## Items from a dataset

Start of Block

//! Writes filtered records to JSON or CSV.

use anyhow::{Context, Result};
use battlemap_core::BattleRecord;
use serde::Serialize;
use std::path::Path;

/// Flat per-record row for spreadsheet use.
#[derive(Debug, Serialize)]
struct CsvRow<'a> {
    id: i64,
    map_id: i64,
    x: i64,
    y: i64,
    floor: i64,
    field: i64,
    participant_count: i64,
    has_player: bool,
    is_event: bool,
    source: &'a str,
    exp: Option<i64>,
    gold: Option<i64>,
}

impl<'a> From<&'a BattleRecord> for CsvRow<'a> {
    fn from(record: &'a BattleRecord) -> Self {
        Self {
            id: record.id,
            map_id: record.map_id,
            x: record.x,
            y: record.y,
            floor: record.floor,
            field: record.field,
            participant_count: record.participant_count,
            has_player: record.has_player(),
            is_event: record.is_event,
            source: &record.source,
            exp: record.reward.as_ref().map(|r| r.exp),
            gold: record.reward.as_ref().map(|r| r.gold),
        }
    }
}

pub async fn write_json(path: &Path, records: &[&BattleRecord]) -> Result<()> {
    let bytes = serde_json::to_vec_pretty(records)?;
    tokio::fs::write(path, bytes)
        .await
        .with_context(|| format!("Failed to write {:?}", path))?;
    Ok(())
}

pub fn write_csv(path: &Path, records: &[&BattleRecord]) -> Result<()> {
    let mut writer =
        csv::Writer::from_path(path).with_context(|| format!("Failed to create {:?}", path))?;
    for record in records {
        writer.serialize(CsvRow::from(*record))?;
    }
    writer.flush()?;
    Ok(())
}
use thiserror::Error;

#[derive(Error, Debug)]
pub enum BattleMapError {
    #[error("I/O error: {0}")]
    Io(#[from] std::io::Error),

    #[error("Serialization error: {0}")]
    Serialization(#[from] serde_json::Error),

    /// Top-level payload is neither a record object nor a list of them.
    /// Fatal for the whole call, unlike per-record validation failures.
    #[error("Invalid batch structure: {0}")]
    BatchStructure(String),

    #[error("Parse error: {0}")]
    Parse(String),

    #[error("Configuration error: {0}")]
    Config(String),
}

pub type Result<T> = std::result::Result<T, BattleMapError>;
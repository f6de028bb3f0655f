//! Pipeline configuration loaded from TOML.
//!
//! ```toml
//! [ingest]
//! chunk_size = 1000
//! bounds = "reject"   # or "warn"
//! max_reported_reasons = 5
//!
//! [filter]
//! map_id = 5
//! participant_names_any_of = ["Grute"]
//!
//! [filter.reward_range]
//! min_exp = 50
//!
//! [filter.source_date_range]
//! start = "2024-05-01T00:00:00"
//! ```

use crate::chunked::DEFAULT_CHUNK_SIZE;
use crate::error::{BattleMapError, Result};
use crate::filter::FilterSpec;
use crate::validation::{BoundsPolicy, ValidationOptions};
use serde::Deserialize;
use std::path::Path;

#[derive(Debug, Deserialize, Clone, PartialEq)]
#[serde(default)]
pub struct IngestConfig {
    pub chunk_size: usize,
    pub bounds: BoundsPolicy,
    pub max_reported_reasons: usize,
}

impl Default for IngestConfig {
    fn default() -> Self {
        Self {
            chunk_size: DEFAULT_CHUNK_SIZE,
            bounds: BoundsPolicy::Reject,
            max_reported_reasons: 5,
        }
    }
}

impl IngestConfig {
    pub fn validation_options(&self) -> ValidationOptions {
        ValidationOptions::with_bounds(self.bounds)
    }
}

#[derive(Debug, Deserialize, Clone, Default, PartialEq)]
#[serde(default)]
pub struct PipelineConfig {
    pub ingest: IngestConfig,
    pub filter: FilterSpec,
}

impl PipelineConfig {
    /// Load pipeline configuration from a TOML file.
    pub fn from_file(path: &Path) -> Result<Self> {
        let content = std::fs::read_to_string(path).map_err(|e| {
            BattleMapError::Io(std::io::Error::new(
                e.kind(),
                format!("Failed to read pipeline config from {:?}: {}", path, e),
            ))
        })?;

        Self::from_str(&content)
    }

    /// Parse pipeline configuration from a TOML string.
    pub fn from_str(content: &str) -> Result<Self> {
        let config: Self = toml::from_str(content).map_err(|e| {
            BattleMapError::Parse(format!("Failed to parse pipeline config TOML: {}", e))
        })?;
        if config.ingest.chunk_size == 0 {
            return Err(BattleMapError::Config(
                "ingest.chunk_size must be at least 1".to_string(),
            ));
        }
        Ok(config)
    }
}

End of Block
Start of Block

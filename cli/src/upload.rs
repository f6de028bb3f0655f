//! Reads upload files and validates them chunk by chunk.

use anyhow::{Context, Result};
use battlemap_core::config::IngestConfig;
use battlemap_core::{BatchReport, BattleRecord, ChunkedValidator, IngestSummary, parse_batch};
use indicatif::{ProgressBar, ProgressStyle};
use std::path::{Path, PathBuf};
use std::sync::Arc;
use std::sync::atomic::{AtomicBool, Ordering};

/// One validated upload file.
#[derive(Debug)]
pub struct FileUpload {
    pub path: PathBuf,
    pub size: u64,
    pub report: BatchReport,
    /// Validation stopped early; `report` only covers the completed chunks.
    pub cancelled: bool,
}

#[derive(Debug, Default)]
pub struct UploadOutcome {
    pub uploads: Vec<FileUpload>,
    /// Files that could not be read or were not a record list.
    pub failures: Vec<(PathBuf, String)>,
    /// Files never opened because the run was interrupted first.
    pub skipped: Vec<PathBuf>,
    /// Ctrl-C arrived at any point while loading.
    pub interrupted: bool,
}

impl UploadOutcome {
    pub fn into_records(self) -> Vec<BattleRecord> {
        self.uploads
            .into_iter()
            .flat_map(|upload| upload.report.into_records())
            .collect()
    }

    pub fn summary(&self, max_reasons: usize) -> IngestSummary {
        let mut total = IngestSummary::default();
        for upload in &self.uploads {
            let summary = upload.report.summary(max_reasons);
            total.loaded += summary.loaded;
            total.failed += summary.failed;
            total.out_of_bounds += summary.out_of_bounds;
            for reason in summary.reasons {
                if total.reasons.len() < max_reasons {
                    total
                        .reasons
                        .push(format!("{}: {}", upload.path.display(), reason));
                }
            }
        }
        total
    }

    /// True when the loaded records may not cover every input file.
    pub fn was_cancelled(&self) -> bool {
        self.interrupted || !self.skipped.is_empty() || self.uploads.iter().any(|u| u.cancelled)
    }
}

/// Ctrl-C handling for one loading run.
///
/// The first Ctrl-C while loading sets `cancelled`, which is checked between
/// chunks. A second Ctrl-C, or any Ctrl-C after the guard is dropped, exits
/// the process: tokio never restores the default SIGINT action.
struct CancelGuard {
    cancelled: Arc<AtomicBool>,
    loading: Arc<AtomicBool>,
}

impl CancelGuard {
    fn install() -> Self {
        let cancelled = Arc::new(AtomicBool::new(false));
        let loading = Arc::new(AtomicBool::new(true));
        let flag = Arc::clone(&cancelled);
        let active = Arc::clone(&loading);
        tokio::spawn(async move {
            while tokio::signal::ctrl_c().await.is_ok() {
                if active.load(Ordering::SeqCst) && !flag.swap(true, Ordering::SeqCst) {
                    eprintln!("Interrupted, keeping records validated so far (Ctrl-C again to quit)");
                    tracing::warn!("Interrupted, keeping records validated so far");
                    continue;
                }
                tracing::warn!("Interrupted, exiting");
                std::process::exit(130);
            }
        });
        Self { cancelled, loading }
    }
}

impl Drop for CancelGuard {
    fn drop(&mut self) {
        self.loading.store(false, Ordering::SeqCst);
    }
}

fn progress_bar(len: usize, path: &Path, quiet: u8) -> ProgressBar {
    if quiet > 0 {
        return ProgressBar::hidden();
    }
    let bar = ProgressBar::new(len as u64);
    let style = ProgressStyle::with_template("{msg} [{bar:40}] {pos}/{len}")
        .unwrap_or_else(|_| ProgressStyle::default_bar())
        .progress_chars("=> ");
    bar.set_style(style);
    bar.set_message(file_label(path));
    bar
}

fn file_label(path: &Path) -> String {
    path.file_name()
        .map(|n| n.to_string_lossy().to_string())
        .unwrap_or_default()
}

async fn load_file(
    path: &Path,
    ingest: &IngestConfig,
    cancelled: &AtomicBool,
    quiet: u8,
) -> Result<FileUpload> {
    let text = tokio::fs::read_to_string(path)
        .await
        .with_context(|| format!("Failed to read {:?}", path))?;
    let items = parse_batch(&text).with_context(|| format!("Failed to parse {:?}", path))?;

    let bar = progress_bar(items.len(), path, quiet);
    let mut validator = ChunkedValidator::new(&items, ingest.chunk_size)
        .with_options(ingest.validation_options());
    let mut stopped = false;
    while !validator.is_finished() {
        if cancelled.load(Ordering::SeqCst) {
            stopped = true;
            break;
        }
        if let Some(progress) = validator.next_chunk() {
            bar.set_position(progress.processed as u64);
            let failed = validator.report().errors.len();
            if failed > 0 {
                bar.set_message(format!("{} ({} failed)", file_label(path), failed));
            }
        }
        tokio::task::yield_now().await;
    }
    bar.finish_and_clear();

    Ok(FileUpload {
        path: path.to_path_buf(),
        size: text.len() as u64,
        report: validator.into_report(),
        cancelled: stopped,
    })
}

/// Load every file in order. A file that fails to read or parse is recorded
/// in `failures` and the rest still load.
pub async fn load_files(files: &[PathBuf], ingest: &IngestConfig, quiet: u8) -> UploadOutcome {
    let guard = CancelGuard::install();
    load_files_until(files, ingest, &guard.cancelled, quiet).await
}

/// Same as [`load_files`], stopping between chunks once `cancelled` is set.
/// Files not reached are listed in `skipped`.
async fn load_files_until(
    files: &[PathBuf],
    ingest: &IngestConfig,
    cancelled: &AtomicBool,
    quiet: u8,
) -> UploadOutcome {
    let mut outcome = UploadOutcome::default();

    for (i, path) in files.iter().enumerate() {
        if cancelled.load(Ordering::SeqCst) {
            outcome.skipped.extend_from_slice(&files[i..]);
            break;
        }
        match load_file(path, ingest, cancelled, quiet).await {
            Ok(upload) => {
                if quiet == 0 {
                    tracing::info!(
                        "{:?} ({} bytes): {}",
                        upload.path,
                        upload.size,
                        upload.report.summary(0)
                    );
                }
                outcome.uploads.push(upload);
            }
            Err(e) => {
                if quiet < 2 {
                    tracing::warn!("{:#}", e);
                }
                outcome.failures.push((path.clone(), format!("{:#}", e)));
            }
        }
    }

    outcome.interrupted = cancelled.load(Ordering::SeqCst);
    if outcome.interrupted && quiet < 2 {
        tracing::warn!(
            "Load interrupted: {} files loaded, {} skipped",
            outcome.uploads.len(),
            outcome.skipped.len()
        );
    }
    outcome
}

End of Block
Start of Block

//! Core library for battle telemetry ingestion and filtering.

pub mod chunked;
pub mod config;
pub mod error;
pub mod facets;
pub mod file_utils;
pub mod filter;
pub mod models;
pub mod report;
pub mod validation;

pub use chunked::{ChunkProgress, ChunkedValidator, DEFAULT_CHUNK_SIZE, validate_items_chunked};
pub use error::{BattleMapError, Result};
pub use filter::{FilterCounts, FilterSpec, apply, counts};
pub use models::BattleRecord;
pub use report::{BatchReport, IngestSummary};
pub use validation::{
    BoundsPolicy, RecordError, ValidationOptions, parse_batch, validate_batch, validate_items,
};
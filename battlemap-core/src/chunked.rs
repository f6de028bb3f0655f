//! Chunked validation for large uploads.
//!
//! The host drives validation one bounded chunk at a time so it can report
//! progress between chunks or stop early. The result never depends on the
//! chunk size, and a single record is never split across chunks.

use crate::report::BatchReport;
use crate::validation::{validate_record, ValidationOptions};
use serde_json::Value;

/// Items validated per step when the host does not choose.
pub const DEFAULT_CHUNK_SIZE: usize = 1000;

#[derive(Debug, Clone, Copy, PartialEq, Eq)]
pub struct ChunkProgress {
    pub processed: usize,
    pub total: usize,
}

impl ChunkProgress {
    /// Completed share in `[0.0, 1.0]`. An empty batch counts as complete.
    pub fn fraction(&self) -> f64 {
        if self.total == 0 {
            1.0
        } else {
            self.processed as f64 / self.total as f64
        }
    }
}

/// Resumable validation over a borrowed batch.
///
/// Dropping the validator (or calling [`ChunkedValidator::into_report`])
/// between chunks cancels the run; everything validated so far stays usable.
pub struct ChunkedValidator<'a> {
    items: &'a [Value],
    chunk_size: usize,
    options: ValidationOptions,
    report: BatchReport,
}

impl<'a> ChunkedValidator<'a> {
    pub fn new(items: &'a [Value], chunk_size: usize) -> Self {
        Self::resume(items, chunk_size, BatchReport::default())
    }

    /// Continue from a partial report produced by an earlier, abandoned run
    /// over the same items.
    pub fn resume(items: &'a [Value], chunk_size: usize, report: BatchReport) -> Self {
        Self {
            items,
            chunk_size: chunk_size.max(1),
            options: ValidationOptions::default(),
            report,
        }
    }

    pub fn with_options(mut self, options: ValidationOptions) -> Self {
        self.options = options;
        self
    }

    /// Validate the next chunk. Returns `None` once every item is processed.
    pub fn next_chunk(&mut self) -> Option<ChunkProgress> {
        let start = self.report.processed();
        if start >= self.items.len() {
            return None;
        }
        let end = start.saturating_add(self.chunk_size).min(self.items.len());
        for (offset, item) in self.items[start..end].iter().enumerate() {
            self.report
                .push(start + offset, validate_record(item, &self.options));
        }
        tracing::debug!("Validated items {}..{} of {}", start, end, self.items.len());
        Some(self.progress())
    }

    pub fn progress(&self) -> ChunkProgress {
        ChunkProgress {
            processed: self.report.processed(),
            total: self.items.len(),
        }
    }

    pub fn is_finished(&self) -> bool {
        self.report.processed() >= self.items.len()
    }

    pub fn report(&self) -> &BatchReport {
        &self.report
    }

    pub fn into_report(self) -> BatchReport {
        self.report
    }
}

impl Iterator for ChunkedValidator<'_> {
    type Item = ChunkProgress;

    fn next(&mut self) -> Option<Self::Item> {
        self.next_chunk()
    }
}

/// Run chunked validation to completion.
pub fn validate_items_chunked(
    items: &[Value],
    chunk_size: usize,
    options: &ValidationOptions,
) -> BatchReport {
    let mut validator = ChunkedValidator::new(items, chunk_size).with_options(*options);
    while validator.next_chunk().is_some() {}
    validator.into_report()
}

End of Block

## REQUIRED ACTION
Respond with a single number, namely how many lines of the entries contain the word "Deserialize".

## WORKED SOLUTION
3